> **What this task involves**:
Across the entries below, how many lines have the word "localhost" in them? Respond with only the number.

*** Opening of Source data ***

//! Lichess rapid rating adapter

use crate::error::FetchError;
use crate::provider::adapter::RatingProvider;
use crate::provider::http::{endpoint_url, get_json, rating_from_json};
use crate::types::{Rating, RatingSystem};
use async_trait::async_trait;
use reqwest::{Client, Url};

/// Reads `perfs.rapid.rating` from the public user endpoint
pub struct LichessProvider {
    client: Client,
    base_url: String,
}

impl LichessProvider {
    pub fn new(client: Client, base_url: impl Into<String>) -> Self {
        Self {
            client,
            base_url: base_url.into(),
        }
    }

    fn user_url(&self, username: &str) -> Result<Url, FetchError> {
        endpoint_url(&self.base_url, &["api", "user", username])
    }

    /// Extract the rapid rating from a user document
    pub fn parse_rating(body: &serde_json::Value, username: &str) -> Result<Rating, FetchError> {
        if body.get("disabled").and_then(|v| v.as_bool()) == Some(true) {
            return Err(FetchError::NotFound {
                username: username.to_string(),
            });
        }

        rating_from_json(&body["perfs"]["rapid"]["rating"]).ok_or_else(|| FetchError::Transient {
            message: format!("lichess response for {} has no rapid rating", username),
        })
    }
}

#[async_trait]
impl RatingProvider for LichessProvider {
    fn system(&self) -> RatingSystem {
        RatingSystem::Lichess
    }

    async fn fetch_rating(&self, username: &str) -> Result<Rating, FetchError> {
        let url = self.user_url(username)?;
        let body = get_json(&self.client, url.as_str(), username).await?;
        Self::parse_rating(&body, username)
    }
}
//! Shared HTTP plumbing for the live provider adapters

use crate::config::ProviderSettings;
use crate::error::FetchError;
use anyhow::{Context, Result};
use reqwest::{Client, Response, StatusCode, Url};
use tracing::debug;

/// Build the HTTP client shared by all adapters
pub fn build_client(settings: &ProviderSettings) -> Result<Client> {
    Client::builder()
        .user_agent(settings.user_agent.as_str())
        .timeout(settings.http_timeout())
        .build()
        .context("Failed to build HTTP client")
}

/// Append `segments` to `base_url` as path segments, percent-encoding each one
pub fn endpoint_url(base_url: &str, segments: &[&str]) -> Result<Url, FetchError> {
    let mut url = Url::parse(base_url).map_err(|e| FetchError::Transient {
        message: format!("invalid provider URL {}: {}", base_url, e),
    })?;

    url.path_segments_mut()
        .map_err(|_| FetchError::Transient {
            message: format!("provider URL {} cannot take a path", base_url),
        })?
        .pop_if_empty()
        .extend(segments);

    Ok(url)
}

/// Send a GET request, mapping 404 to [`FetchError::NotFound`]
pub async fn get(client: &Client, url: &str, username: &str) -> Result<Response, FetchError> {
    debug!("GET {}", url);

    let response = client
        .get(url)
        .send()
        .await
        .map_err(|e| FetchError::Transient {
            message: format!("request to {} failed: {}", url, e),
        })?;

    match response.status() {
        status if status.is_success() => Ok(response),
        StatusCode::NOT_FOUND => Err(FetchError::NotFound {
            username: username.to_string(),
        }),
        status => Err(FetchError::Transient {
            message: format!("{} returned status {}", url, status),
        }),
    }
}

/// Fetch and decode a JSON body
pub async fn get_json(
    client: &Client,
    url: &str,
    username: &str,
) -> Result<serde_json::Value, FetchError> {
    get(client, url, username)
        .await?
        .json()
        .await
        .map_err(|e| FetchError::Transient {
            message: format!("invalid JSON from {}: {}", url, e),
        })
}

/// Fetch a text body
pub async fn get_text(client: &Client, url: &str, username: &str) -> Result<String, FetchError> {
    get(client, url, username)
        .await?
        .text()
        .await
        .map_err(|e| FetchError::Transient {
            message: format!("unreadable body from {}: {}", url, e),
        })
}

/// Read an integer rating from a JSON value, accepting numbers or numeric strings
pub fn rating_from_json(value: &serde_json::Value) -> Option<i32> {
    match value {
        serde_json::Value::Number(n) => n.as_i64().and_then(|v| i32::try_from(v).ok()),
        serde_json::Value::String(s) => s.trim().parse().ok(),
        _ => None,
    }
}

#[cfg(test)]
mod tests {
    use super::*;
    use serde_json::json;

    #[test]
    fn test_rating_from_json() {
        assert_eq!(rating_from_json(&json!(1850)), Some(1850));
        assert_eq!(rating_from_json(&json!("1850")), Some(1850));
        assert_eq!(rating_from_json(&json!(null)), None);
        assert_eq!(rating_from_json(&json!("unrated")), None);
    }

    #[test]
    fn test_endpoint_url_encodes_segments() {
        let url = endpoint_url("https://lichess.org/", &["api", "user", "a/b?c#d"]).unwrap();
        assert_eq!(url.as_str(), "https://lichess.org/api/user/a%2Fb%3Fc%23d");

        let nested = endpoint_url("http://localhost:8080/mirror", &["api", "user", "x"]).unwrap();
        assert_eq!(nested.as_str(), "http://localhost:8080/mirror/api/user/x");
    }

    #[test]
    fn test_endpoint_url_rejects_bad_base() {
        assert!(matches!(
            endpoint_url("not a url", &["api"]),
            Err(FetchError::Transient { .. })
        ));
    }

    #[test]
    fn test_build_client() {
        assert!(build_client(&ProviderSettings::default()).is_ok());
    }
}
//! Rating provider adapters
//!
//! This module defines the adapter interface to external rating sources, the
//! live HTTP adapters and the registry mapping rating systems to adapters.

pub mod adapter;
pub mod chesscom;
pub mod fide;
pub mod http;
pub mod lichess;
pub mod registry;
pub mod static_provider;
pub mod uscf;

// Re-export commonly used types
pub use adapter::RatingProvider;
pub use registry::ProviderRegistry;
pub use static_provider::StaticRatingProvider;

*** Close of Source data ***

> **Answer to this problem**:
2